#### WHAT TO WORK ON
Repeat nothing but the lines below running from the one containing "is a no-op." to the one containing "let Some(file) = self.file.as_mut()". Keep both end lines.

:: EXERCISE MATERIALS ::

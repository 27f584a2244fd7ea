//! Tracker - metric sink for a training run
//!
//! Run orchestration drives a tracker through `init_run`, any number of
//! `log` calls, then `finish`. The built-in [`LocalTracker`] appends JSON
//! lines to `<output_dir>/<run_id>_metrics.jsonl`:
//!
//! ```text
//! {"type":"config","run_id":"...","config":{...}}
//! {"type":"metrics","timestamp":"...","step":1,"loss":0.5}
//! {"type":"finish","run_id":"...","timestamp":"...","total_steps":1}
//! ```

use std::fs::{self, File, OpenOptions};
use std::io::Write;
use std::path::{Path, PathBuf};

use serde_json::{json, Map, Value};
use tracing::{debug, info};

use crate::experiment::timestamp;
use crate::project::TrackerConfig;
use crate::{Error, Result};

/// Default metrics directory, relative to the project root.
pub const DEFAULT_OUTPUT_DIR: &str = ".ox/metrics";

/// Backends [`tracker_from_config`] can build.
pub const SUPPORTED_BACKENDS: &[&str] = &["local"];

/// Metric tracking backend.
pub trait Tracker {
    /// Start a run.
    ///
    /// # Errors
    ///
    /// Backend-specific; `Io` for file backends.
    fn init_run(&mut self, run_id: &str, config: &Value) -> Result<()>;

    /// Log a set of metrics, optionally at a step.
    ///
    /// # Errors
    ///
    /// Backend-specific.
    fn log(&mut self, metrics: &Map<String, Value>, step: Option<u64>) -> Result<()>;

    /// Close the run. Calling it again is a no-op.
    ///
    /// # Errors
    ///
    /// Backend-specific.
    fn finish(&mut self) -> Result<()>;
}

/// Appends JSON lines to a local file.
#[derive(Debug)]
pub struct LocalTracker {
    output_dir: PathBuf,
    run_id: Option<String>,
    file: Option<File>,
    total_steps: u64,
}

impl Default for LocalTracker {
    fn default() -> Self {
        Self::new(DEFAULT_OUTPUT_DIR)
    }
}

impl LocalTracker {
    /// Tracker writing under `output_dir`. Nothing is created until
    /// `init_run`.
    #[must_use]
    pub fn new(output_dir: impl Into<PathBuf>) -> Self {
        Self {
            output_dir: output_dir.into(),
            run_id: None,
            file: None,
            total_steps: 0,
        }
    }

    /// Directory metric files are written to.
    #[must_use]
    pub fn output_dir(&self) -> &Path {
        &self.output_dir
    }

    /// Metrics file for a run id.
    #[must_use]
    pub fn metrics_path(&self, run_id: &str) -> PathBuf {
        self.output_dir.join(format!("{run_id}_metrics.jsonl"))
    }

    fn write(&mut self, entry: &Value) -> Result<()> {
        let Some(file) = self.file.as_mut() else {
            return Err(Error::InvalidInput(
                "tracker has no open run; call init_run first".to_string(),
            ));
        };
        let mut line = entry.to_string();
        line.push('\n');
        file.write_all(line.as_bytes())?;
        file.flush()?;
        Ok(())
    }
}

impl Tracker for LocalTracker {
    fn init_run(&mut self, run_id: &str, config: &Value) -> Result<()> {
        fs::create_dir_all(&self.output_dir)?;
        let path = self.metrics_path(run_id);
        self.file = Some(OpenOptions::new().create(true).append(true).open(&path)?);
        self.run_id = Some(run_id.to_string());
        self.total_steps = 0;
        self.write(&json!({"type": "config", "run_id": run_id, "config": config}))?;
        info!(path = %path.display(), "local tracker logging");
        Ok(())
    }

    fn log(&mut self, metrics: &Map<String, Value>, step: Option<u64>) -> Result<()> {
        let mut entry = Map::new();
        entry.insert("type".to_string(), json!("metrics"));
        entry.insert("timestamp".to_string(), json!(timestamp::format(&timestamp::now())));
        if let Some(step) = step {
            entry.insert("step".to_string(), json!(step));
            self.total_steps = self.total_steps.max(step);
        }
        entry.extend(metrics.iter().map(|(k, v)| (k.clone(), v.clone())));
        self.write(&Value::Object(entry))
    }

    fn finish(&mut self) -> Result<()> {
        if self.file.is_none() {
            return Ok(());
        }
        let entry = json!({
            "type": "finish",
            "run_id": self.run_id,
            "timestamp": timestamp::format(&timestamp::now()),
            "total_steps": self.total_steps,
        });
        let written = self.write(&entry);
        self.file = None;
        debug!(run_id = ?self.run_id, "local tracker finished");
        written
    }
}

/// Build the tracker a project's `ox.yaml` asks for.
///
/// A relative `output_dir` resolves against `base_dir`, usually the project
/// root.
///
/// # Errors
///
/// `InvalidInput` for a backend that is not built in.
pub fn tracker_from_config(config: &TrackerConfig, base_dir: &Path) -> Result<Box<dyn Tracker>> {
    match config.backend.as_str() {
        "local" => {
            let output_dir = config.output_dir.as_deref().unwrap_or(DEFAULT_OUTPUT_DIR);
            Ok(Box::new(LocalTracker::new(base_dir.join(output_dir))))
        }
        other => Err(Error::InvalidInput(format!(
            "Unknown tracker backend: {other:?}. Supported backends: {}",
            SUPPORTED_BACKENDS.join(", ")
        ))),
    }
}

:::

#### EXERCISE RESULT
    /// Close the run. Calling it again is a no-op.
    ///
    /// # Errors
    ///
    /// Backend-specific.
    fn finish(&mut self) -> Result<()>;
}

/// Appends JSON lines to a local file.
#[derive(Debug)]
pub struct LocalTracker {
    output_dir: PathBuf,
    run_id: Option<String>,
    file: Option<File>,
    total_steps: u64,
}

impl Default for LocalTracker {
    fn default() -> Self {
        Self::new(DEFAULT_OUTPUT_DIR)
    }
}

impl LocalTracker {
    /// Tracker writing under `output_dir`. Nothing is created until
    /// `init_run`.
    #[must_use]
    pub fn new(output_dir: impl Into<PathBuf>) -> Self {
        Self {
            output_dir: output_dir.into(),
            run_id: None,
            file: None,
            total_steps: 0,
        }
    }

    /// Directory metric files are written to.
    #[must_use]
    pub fn output_dir(&self) -> &Path {
        &self.output_dir
    }

    /// Metrics file for a run id.
    #[must_use]
    pub fn metrics_path(&self, run_id: &str) -> PathBuf {
        self.output_dir.join(format!("{run_id}_metrics.jsonl"))
    }

    fn write(&mut self, entry: &Value) -> Result<()> {
        let Some(file) = self.file.as_mut() else {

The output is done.